One-hundred-thirty-one LCH pts (females 72, males 59) with a median age at diagnosis of 36 years (range 18 - 71) were considered. Median follow up was 43 months (range 12 - 330). One-hundred-seven patients were managed according to the GIMEMA LCH 2001 guidelines, 16 of them previously treated with a pediatric protocol. Pulmonary and/or oral involvements were identified in 31/107 (29%) and 12/107 (11%) patients, respectively, 5/16 (31%) and 3/16 (19%), respectively, of previously treated asymptomatic patients.
Ninety-one newly diagnosed patients (median age at diagnosis: 36 years) were treated according to the GIMEMA LCH 2001 guidelines and 40 (median age at diagnosis: 33 years) were managed with pediatric protocols. All patients treated with the GIMEMA LCH 2001 were evaluable for response. In particular, all patients with SS-LCH achieved a response (100%), that was complete in 20/26 (76.9%) unifocal-SS and in 10/14 (71.4%) multifocal-SS. All but one patient with MS-LCH reached a response that was complete in 22/45 (48.9%). Of 6 pts with PHCD, 5 had a IR and one a CR. No pt presented CNS involvement at initial diagnosis.
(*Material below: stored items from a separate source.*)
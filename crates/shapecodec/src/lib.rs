// SPDX-License-Identifier: Apache-2.0 OR MIT
// Copyright (c) 2025-2026 naskel.com

//! # shapecodec - shape-driven binary codec generation
//!
//! Given a description of a data type (its *shape*), shapecodec decides how
//! every reachable value is written to and read back from a little-endian
//! binary stream, and emits that decision as an intermediate procedure form.
//! Two backends consume the same procedures:
//!
//! - [`emit::text`] renders them as Rust source text for a code generator.
//! - [`emit::compiled`] turns them into executable closures over [`Value`].
//!
//! Both backends are fed by one [`chain::StrategyChain`], so the wire format
//! produced by generated source and by the runtime codec is byte-identical.
//!
//! ## Quick Start
//!
//! ```rust
//! use shapecodec::{
//!     CodegenConfig, Object, ObjectShape, RuntimeCodecs, ShapeRegistry, TypeShape, Value,
//! };
//! use shapecodec::shape::PrimitiveKind;
//!
//! # fn main() -> Result<(), Box<dyn std::error::Error>> {
//! let mut registry = ShapeRegistry::new();
//! registry.register(
//!     ObjectShape::class("Person")
//!         .field("name", TypeShape::primitive(PrimitiveKind::String))
//!         .field("age", TypeShape::primitive(PrimitiveKind::I32))
//!         .build(),
//! )?;
//!
//! let codecs = RuntimeCodecs::new(registry, CodegenConfig::default());
//! let person = Value::Object(
//!     Object::new("Person")
//!         .with("name", Value::String("Ada".into()))
//!         .with("age", Value::I32(36)),
//! );
//!
//! let bytes = codecs.encode(&TypeShape::named("Person"), &person)?;
//! let back = codecs.decode(&TypeShape::named("Person"), &bytes)?;
//! assert_eq!(back, person);
//! # Ok(())
//! # }
//! ```
//!
//! ## Architecture
//!
//! ```text
//! +---------------------------------------------------------------------+
//! |  ShapeRegistry (ObjectShape, TypeShape, MemberShape, constructors)  |
//! +---------------------------------------------------------------------+
//! |  Generator -> CodecContext -> StrategyChain (13 strategies)         |
//! |     members::enumerate       reconstruct::resolve                   |
//! +---------------------------------------------------------------------+
//! |  ir::GeneratedProcedure (Op tree per type and direction)            |
//! +---------------------------------------------------------------------+
//! |  emit::text (Rust source)       |  emit::compiled (closures)        |
//! +---------------------------------------------------------------------+
//! ```
//!
//! ## Wire format
//!
//! Little-endian throughout. Nullable values carry a 1-byte presence flag,
//! collections a 4-byte signed count, strings a 7-bit encoded byte length
//! followed by UTF-8. Dynamic values are prefixed with an `i32` discriminant
//! where `1..=n` selects a declared candidate and `0` routes through a
//! resolver.
//!
//! ## Features
//!
//! - `trace`: function-entry tracing (`trace_fn!`) at `log::trace` level.

#![deny(unsafe_code)]

pub mod logging;

pub mod cache;
pub mod chain;
pub mod config;
pub mod context;
pub mod descriptor;
pub mod diagnostics;
pub mod emit;
pub mod error;
pub mod generator;
pub mod grid;
pub mod hooks;
pub mod ir;
pub mod layout;
pub mod members;
pub mod reconstruct;
pub mod runtime;
pub mod shape;
pub mod stream;
pub mod value;

pub use cache::ShapeCache;
pub use chain::{StrategyChain, StrategyKind};
pub use config::{CodegenConfig, ConfigError, GeneratorConfig, LibraryConfig};
pub use context::CodecContext;
pub use descriptor::{Owner, ValueDescriptor};
pub use diagnostics::{Diagnostic, DiagnosticCode, Severity};
pub use emit::compiled::CompiledCodec;
pub use emit::text::RustSourceBackend;
pub use error::{CodecError, CodecResult, GenResult, GenerationError, ShapeError};
pub use generator::{CodecUnit, Generator};
pub use grid::Grid;
pub use hooks::{Converter, DynamicResolver, Hooks, ResolvedType};
pub use ir::{Direction, GeneratedProcedure, Op, Place, ProcId};
pub use runtime::RuntimeCodecs;
pub use shape::{MemberShape, ObjectShape, ShapeRegistry, TypeKey, TypeShape};
pub use stream::{BufferWriter, SliceReader, StreamReader, StreamWriter};
pub use value::{Object, Value};
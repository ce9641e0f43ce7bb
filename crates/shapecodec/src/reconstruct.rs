// SPDX-License-Identifier: Apache-2.0 OR MIT
// Copyright (c) 2025-2026 naskel.com

//! Reconstruction: rebuild an object from its decoded members.
//!
//! Constructors are tried in precedence order (explicitly preferred first,
//! then by descending parameter count). The first constructor whose every
//! parameter matches exactly one not-yet-consumed decoded local wins; the
//! remaining locals are assigned to writable members and silently dropped
//! for read-only ones.

use crate::ir::{Assignment, CtorCall, LocalId};
use crate::shape::{ConstructorShape, ObjectShape};
use std::cmp::Reverse;
use thiserror::Error;

#[derive(Debug, Clone, PartialEq, Eq, Error)]
pub enum ReconstructError {
    #[error("'{type_name}' has no accessible constructor")]
    NoConstructors { type_name: String },

    #[error("no constructor of '{type_name}' matches the decoded members ({tried} tried)")]
    NoMatchingConstructor { type_name: String, tried: usize },

    #[error("'{type_name}' is abstract and cannot be constructed")]
    Abstract { type_name: String },
}

/// A decoded member waiting to be placed into the new object.
#[derive(Debug, Clone, PartialEq, Eq)]
pub struct DecodedLocal {
    /// Logical name used for parameter matching.
    pub name: String,
    /// Member the value belongs to.
    pub member: String,
    pub local: LocalId,
    pub writable: bool,
}

#[derive(Debug, Clone, PartialEq, Eq, Default)]
pub struct ReconstructionPlan {
    pub ctor: Option<CtorCall>,
    pub assignments: Vec<Assignment>,
    /// Read-only members not taken by the constructor.
    pub skipped: Vec<String>,
}

/// Remove a trailing `__N` uniqueness suffix.
pub fn strip_uniqueness_suffix(name: &str) -> &str {
    match name.rfind("__") {
        Some(pos)
            if pos > 0
                && pos + 2 < name.len()
                && name[pos + 2..].bytes().all(|b| b.is_ascii_digit()) =>
        {
            &name[..pos]
        }
        _ => name,
    }
}

/// Parameter/member name equivalence.
///
/// Names match when, after stripping uniqueness suffixes, they have the same
/// length, their first characters are equal ignoring case, and the remainders
/// are identical. `name` matches `Name`; `userName` does not match `username`.
pub fn names_match(a: &str, b: &str) -> bool {
    let a = strip_uniqueness_suffix(a);
    let b = strip_uniqueness_suffix(b);
    if a.len() != b.len() {
        return false;
    }
    let mut ac = a.chars();
    let mut bc = b.chars();
    match (ac.next(), bc.next()) {
        (None, None) => true,
        (Some(x), Some(y)) => x.to_lowercase().eq(y.to_lowercase()) && ac.as_str() == bc.as_str(),
        _ => false,
    }
}

/// Constructor indices in precedence order: preferred first, then more
/// parameters first; declaration order breaks ties.
pub fn rank_constructors(ctors: &[ConstructorShape]) -> Vec<usize> {
    let mut order: Vec<usize> = (0..ctors.len()).collect();
    order.sort_by_key(|&i| (Reverse(ctors[i].preferred), Reverse(ctors[i].params.len())));
    order
}

/// Choose a constructor for `decoded` and plan the remaining assignments.
pub fn resolve(
    object: &ObjectShape,
    ranking: &[usize],
    decoded: &[DecodedLocal],
) -> Result<ReconstructionPlan, ReconstructError> {
    if object.kind.is_abstract() {
        return Err(ReconstructError::Abstract {
            type_name: object.name.clone(),
        });
    }
    if object.constructors.is_empty() {
        return Err(ReconstructError::NoConstructors {
            type_name: object.name.clone(),
        });
    }

    for &index in ranking {
        let Some(ctor) = object.constructors.get(index) else {
            continue;
        };
        if let Some((call, used)) = try_constructor(index, ctor, decoded) {
            log::debug!(
                "[reconstruct] {} via constructor #{} ({} args)",
                object.name,
                index,
                call.args.len()
            );
            let mut plan = ReconstructionPlan {
                ctor: Some(call),
                ..Default::default()
            };
            for (local, taken) in decoded.iter().zip(used) {
                if taken {
                    continue;
                }
                if local.writable {
                    plan.assignments.push(Assignment {
                        member: local.member.clone(),
                        value: local.local,
                    });
                } else {
                    plan.skipped.push(local.member.clone());
                }
            }
            return Ok(plan);
        }
    }

    Err(ReconstructError::NoMatchingConstructor {
        type_name: object.name.clone(),
        tried: ranking.len(),
    })
}

fn try_constructor(
    index: usize,
    ctor: &ConstructorShape,
    decoded: &[DecodedLocal],
) -> Option<(CtorCall, Vec<bool>)> {
    let mut used = vec![false; decoded.len()];
    let mut args = Vec::with_capacity(ctor.params.len());
    for param in &ctor.params {
        let mut matches = decoded
            .iter()
            .enumerate()
            .filter(|(i, d)| !used[*i] && names_match(param.match_name(), &d.name));
        let (slot, local) = match (matches.next(), matches.next()) {
            (Some(hit), None) => hit,
            _ => return None,
        };
        used[slot] = true;
        args.push((local.member.clone(), local.local));
    }
    Some((CtorCall { index, args }, used))
}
Thirty-nine of 40 pts managed with pediatric protocols were evaluable for response. All 13 pts with SS-LCH had a response that was complete in 6 (46.1%). Among 26 patients with MS-LCH, 3 of them with organ risk involvement achieved a response, that was complete in 1, while among 23 patients without organ risk, 12 (52.2%), 8 (34.8%) and 3 (13%) had a CR, IR and NR, respectively.
Overall, 12 patients were lost to follow-up. Disease progression was recorded in 47/95 pts (49.5%) after a median time of 19 months (range: 6-147 months). The progression-free survival at 43 months was significantly better for patients treated according to the GIMEMA LCH 2001 guidelines compared to those managed with pediatric protocols, 67% (IC95% 53.14 - 80.86%) vs 48% (IC95% 31.37 - 64.63%), respectively (p 0.005). Overall, 7 deaths were recorded, 5 in patients treated with the pediatric protocols. The overall survival at 43 months, was similar in patients managed with the GIMEMA LCH 2001 guidelines and in those treated with pediatric protocols (97.9%, CI 95%: 93.75% - 100% and 97.3%, (IC95% 91.96% - 100%). BRAF V600E mutation was found in 13/35 (37%) evaluable cases. No differences in response and outcome between BRAFV600E-mutated patients and those not-mutated were found.
Our experience in a large cohort of LCH adults shows that a multidisciplinary approach is useful in identifying organ involvement in adults, including those asymptomatic. This is critical for an adequate treatment. Moreover, guidelines specific for adults with LCH proved efficacy in improving the outcome in this category of patients.
No relevant conflicts of interest to declare.